Report only how many lines of the entries below contain the string "DbErr".

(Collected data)
•••••

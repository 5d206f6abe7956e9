//! 统一错误处理模块
//!
//! 使用宏自动生成错误类型，支持错误代码和类型名称。

use std::fmt;

/// 定义错误类型的宏
///
/// 自动生成：
/// - enum 定义
/// - code() 方法 - 返回错误代码
/// - error_type() 方法 - 返回错误类型名称
/// - message() 方法 - 返回错误详情
/// - 便捷构造函数
macro_rules! define_campusrate_errors {
    ($(
        $variant:ident($code:literal, $type_name:literal)
    ),* $(,)?) => {
        #[derive(Debug, Clone)]
        pub enum CampusRateError {
            $($variant(String),)*
        }

        impl CampusRateError {
            /// 获取错误代码
            pub fn code(&self) -> &'static str {
                match self {
                    $(CampusRateError::$variant(_) => $code,)*
                }
            }

            /// 获取错误类型名称
            pub fn error_type(&self) -> &'static str {
                match self {
                    $(CampusRateError::$variant(_) => $type_name,)*
                }
            }

            /// 获取错误详情
            pub fn message(&self) -> &str {
                match self {
                    $(CampusRateError::$variant(msg) => msg,)*
                }
            }
        }

        // 生成便捷构造函数
        paste::paste! {
            impl CampusRateError {
                $(
                    pub fn [<$variant:snake>]<T: Into<String>>(msg: T) -> Self {
                        CampusRateError::$variant(msg.into())
                    }
                )*
            }
        }
    };
}

define_campusrate_errors! {
    CacheConnection("E001", "Cache Connection Error"),
    CachePluginNotFound("E002", "Cache Plugin Not Found"),
    DatabaseConfig("E003", "Database Configuration Error"),
    DatabaseConnection("E004", "Database Connection Error"),
    DatabaseOperation("E005", "Database Operation Error"),
    Validation("E006", "Validation Error"),
    NotFound("E007", "Resource Not Found"),
    Conflict("E008", "Uniqueness Conflict"),
    Serialization("E009", "Serialization Error"),
    DateParse("E010", "Date Parse Error"),
    Authentication("E011", "Authentication Error"),
    Authorization("E012", "Authorization Error"),
    MailDelivery("E013", "Mail Delivery Error"),
}

impl CampusRateError {
    /// 格式化为彩色输出（用于开发环境）
    #[cfg(debug_assertions)]
    pub fn format_colored(&self) -> String {
        format!(
            "\x1b[1;31m[ERROR]\x1b[0m \x1b[33m{}\x1b[0m \x1b[31m{}\x1b[0m\n  {}",
            self.code(),
            self.error_type(),
            self.message()
        )
    }

    /// 格式化为简洁输出
    pub fn format_simple(&self) -> String {
        format!("{}: {}", self.error_type(), self.message())
    }
}

impl fmt::Display for CampusRateError {
    fn fmt(&self, f: &mut fmt::Formatter<'_>) -> fmt::Result {
        write!(f, "{}", self.format_simple())
    }
}

impl std::error::Error for CampusRateError {}

// 为常见的错误类型实现 From trait
impl From<sea_orm::DbErr> for CampusRateError {
    fn from(err: sea_orm::DbErr) -> Self {
        CampusRateError::DatabaseOperation(err.to_string())
    }
}

impl From<std::io::Error> for CampusRateError {
    fn from(err: std::io::Error) -> Self {
        CampusRateError::DatabaseConnection(err.to_string())
    }
}

impl From<serde_json::Error> for CampusRateError {
    fn from(err: serde_json::Error) -> Self {
        CampusRateError::Serialization(err.to_string())
    }
}

impl From<chrono::ParseError> for CampusRateError {
    fn from(err: chrono::ParseError) -> Self {
        CampusRateError::DateParse(err.to_string())
    }
}

pub type Result<T> = std::result::Result<T, CampusRateError>;

#[cfg(test)]
mod tests {
    use super::*;

    #[test]
    fn test_error_codes() {
        assert_eq!(CampusRateError::cache_connection("test").code(), "E001");
        assert_eq!(CampusRateError::database_config("test").code(), "E003");
        assert_eq!(CampusRateError::validation("test").code(), "E006");
        assert_eq!(CampusRateError::authentication("test").code(), "E011");
        assert_eq!(CampusRateError::mail_delivery("test").code(), "E013");
    }

    #[test]
    fn test_error_types() {
        assert_eq!(
            CampusRateError::conflict("test").error_type(),
            "Uniqueness Conflict"
        );
        assert_eq!(
            CampusRateError::validation("test").error_type(),
            "Validation Error"
        );
    }

    #[test]
    fn test_error_message() {
        let err = CampusRateError::validation("Invalid input");
        assert_eq!(err.message(), "Invalid input");
    }

    #[test]
    fn test_format_simple() {
        let err = CampusRateError::not_found("Professor 42");
        let formatted = err.format_simple();
        assert!(formatted.contains("Resource Not Found"));
        assert!(formatted.contains("Professor 42"));
    }
}
use actix_web::{HttpRequest, HttpResponse, Result as ActixResult};
use tracing::error;

use super::CourseService;
use crate::models::{
    ApiResponse, ErrorCode,
    courses::{requests::CreateCourseRequest, responses::CourseResponse},
};

pub async fn create_course(
    service: &CourseService,
    course_data: CreateCourseRequest,
    request: &HttpRequest,
) -> ActixResult<HttpResponse> {
    if course_data.course_number.trim().is_empty() || course_data.name.trim().is_empty() {
        return Ok(HttpResponse::BadRequest().json(ApiResponse::error_empty(
            ErrorCode::BadRequest,
            "Course number and name are required",
        )));
    }

    let storage = service.get_storage(request);

    // 所属院系必须存在
    match storage.get_department_by_id(course_data.department_id).await {
        Ok(Some(_)) => {}
        Ok(None) => {
            return Ok(HttpResponse::NotFound().json(ApiResponse::error_empty(
                ErrorCode::DepartmentNotFound,
                "Department not found",
            )));
        }
        Err(e) => {
            return Ok(
                HttpResponse::InternalServerError().json(ApiResponse::error_empty(
                    ErrorCode::InternalServerError,
                    format!("Failed to check department: {e}"),
                )),
            );
        }
    }

    // (院系, 课程编号) 唯一
    match storage
        .get_course_by_department_and_number(
            course_data.department_id,
            course_data.course_number.trim(),
        )
        .await
    {
        Ok(Some(_)) => {
            return Ok(HttpResponse::Conflict().json(ApiResponse::error_empty(
                ErrorCode::CourseAlreadyExists,
                "Course number already exists in this department",
            )));
        }
        Ok(None) => {}
        Err(e) => {
            return Ok(
                HttpResponse::InternalServerError().json(ApiResponse::error_empty(
                    ErrorCode::InternalServerError,
                    format!("Failed to check course number: {e}"),
                )),
            );
        }
    }

    match storage.create_course(course_data).await {
        Ok(course) => Ok(HttpResponse::Created()
            .json(ApiResponse::success(CourseResponse { course }, "课程创建成功"))),
        Err(e) => {
            let msg = format!("Course creation failed: {e}");
            error!("{}", msg);
            if msg.contains("UNIQUE constraint failed") {
                Ok(HttpResponse::Conflict().json(ApiResponse::error_empty(
                    ErrorCode::CourseAlreadyExists,
                    "Course number already exists in this department",
                )))
            } else {
                Ok(HttpResponse::InternalServerError()
                    .json(ApiResponse::error_empty(ErrorCode::InternalServerError, msg)))
            }
        }
    }
}
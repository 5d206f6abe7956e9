use actix_web::{HttpRequest, HttpResponse, Result as ActixResult, web};
use once_cell::sync::Lazy;

use crate::middlewares;
use crate::models::reviews::requests::{
    CreateReviewRequest, ReportReviewRequest, ReviewListParams, UpdateReviewRequest,
};
use crate::services::ReviewService;
use crate::services::reviews::VoteKind;
use crate::utils::SafeReviewIdI64;

// 懒加载的全局 ReviewService 实例
static REVIEW_SERVICE: Lazy<ReviewService> = Lazy::new(ReviewService::new_lazy);

// HTTP处理程序
pub async fn list_reviews(
    req: HttpRequest,
    query: web::Query<ReviewListParams>,
) -> ActixResult<HttpResponse> {
    REVIEW_SERVICE.list_reviews(query.into_inner(), &req).await
}

pub async fn get_review(req: HttpRequest, review_id: SafeReviewIdI64) -> ActixResult<HttpResponse> {
    REVIEW_SERVICE.get_review(review_id.0, &req).await
}

pub async fn create_review(
    req: HttpRequest,
    review_data: web::Json<CreateReviewRequest>,
) -> ActixResult<HttpResponse> {
    REVIEW_SERVICE
        .create_review(review_data.into_inner(), &req)
        .await
}

pub async fn update_review(
    req: HttpRequest,
    review_id: SafeReviewIdI64,
    update_data: web::Json<UpdateReviewRequest>,
) -> ActixResult<HttpResponse> {
    REVIEW_SERVICE
        .update_review(review_id.0, update_data.into_inner(), &req)
        .await
}

pub async fn delete_review(
    req: HttpRequest,
    review_id: SafeReviewIdI64,
) -> ActixResult<HttpResponse> {
    REVIEW_SERVICE.delete_review(review_id.0, &req).await
}

pub async fn upvote_review(
    req: HttpRequest,
    review_id: SafeReviewIdI64,
) -> ActixResult<HttpResponse> {
    REVIEW_SERVICE
        .vote_review(review_id.0, VoteKind::Up, &req)
        .await
}

pub async fn downvote_review(
    req: HttpRequest,
    review_id: SafeReviewIdI64,
) -> ActixResult<HttpResponse> {
    REVIEW_SERVICE
        .vote_review(review_id.0, VoteKind::Down, &req)
        .await
}

pub async fn report_review(
    req: HttpRequest,
    review_id: SafeReviewIdI64,
    report_data: web::Json<ReportReviewRequest>,
) -> ActixResult<HttpResponse> {
    REVIEW_SERVICE
        .report_review(review_id.0, report_data.into_inner(), &req)
        .await
}

// 配置路由：整个评价面都要求登录
pub fn configure_reviews_routes(cfg: &mut web::ServiceConfig) {
    cfg.service(
        web::scope("/api/v1/reviews")
            .wrap(middlewares::RequireJWT)
            .route("", web::get().to(list_reviews))
            .route("/{id}", web::get().to(get_review))
            .route("/{id}", web::put().to(update_review))
            .route("/{id}", web::delete().to(delete_review))
            .route("/{id}/upvote", web::post().to(upvote_review))
            .route("/{id}/downvote", web::post().to(downvote_review))
            .service(
                // 提交与举报走写入限流
                web::scope("")
                    .wrap(middlewares::RateLimit::review_write())
                    .route("", web::post().to(create_review))
                    .route("/{id}/report", web::post().to(report_review)),
            ),
    );
}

•••••

» TASK RESPONSE
2